• _EXERCISE DETAILS_
In full and without edits, write out the data that follows.
· · · ·
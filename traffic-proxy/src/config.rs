//! Configuration Module
//!
//! Loads configuration from environment variables.

use std::env;
use std::time::Duration;

use thiserror::Error;

/// Configuration errors
#[derive(Debug, Error)]
pub enum ConfigError {
    #[error("Invalid value for {0}: {1}")]
    InvalidValue(String, String),
}

/// Application configuration
#[derive(Debug, Clone)]
pub struct Config {
    /// Listen host and port
    pub host: String,
    pub port: u16,

    /// Upstream routing engine
    pub valhalla_url: String,

    /// Speed feed key and base URL
    pub seoul_api_key: String,
    pub feed_base_url: String,

    /// Kakao REST API key for the search facade
    pub kakao_api_key: String,

    /// Seconds between harvest sweeps
    pub traffic_update_interval: u64,

    /// Path of the service-link → way-id mapping CSV
    pub mapping_file: String,

    /// Log level (e.g., "info", "debug", "trace")
    pub log_level: String,
}

impl Config {
    /// Load configuration from environment variables
    ///
    /// Optional env vars:
    /// - HOST (default: 0.0.0.0), PORT (default: 8003)
    /// - VALHALLA_URL: upstream engine (default: http://valhalla:8002)
    /// - SEOUL_API_KEY: speed feed key (default: empty, harvester idles)
    /// - KAKAO_API_KEY: search facade key (default: empty)
    /// - TRAFFIC_UPDATE_INTERVAL: sweep cadence in seconds (default: 300)
    /// - TRAFFIC_MAPPING_FILE: mapping CSV path
    ///   (default: /data/service_to_osm_mapping.csv)
    /// - RUST_LOG: log level (default: "info")
    pub fn from_env() -> Result<Self, ConfigError> {
        // Load .env file if present (ignore errors)
        let _ = dotenvy::dotenv();

        let host = env::var("HOST").unwrap_or_else(|_| "0.0.0.0".to_string());
        let port = env::var("PORT")
            .unwrap_or_else(|_| "8003".to_string())
            .parse::<u16>()
            .map_err(|e| ConfigError::InvalidValue("PORT".to_string(), e.to_string()))?;

        let valhalla_url =
            env::var("VALHALLA_URL").unwrap_or_else(|_| "http://valhalla:8002".to_string());

        let seoul_api_key = env::var("SEOUL_API_KEY").unwrap_or_default();
        let feed_base_url = env::var("TRAFFIC_FEED_URL")
            .unwrap_or_else(|_| "http://openapi.seoul.go.kr:8088".to_string());

        let kakao_api_key = env::var("KAKAO_API_KEY").unwrap_or_default();

        let traffic_update_interval = env::var("TRAFFIC_UPDATE_INTERVAL")
            .unwrap_or_else(|_| "300".to_string())
            .parse::<u64>()
            .map_err(|e| {
                ConfigError::InvalidValue("TRAFFIC_UPDATE_INTERVAL".to_string(), e.to_string())
            })?;

        let mapping_file = env::var("TRAFFIC_MAPPING_FILE")
            .unwrap_or_else(|_| "/data/service_to_osm_mapping.csv".to_string());

        let log_level = env::var("RUST_LOG").unwrap_or_else(|_| "info".to_string());

        Ok(Self {
            host,
            port,
            valhalla_url,
            seoul_api_key,
            feed_base_url,
            kakao_api_key,
            traffic_update_interval,
            mapping_file,
            log_level,
        })
    }

    pub fn sweep_interval(&self) -> Duration {
        Duration::from_secs(self.traffic_update_interval)
    }

    /// Get the HTTP listen address
    pub fn listen_addr(&self) -> String {
        format!("{}:{}", self.host, self.port)
    }
}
· · · ·
• _YOUR SOLUTION_
filename traffic-proxy/src/config.rs
//! Configuration Module
//!
//! Loads configuration from environment variables.

use std::env;
use std::time::Duration;

use thiserror::Error;

/// Configuration errors
#[derive(Debug, Error)]
pub enum ConfigError {
    #[error("Invalid value for {0}: {1}")]
    InvalidValue(String, String),
}

/// Application configuration
#[derive(Debug, Clone)]
pub struct Config {
    /// Listen host and port
    pub host: String,
    pub port: u16,

    /// Upstream routing engine
    pub valhalla_url: String,

    /// Speed feed key and base URL
    pub seoul_api_key: String,
    pub feed_base_url: String,

    /// Kakao REST API key for the search facade
    pub kakao_api_key: String,

    /// Seconds between harvest sweeps
    pub traffic_update_interval: u64,

    /// Path of the service-link → way-id mapping CSV
    pub mapping_file: String,

    /// Log level (e.g., "info", "debug", "trace")
    pub log_level: String,
}

impl Config {
    /// Load configuration from environment variables
    ///
    /// Optional env vars:
    /// - HOST (default: 0.0.0.0), PORT (default: 8003)
    /// - VALHALLA_URL: upstream engine (default: http://valhalla:8002)
    /// - SEOUL_API_KEY: speed feed key (default: empty, harvester idles)
    /// - KAKAO_API_KEY: search facade key (default: empty)
    /// - TRAFFIC_UPDATE_INTERVAL: sweep cadence in seconds (default: 300)
    /// - TRAFFIC_MAPPING_FILE: mapping CSV path
    ///   (default: /data/service_to_osm_mapping.csv)
    /// - RUST_LOG: log level (default: "info")
    pub fn from_env() -> Result<Self, ConfigError> {
        // Load .env file if present (ignore errors)
        let _ = dotenvy::dotenv();

        let host = env::var("HOST").unwrap_or_else(|_| "0.0.0.0".to_string());
        let port = env::var("PORT")
            .unwrap_or_else(|_| "8003".to_string())
            .parse::<u16>()
            .map_err(|e| ConfigError::InvalidValue("PORT".to_string(), e.to_string()))?;

        let valhalla_url =
            env::var("VALHALLA_URL").unwrap_or_else(|_| "http://valhalla:8002".to_string());

        let seoul_api_key = env::var("SEOUL_API_KEY").unwrap_or_default();
        let feed_base_url = env::var("TRAFFIC_FEED_URL")
            .unwrap_or_else(|_| "http://openapi.seoul.go.kr:8088".to_string());

        let kakao_api_key = env::var("KAKAO_API_KEY").unwrap_or_default();

        let traffic_update_interval = env::var("TRAFFIC_UPDATE_INTERVAL")
            .unwrap_or_else(|_| "300".to_string())
            .parse::<u64>()
            .map_err(|e| {
                ConfigError::InvalidValue("TRAFFIC_UPDATE_INTERVAL".to_string(), e.to_string())
            })?;

        let mapping_file = env::var("TRAFFIC_MAPPING_FILE")
            .unwrap_or_else(|_| "/data/service_to_osm_mapping.csv".to_string());

        let log_level = env::var("RUST_LOG").unwrap_or_else(|_| "info".to_string());

        Ok(Self {
            host,
            port,
            valhalla_url,
            seoul_api_key,
            feed_base_url,
            kakao_api_key,
            traffic_update_interval,
            mapping_file,
            log_level,
        })
    }

    pub fn sweep_interval(&self) -> Duration {
        Duration::from_secs(self.traffic_update_interval)
    }

    /// Get the HTTP listen address
    pub fn listen_addr(&self) -> String {
        format!("{}:{}", self.host, self.port)
    }
}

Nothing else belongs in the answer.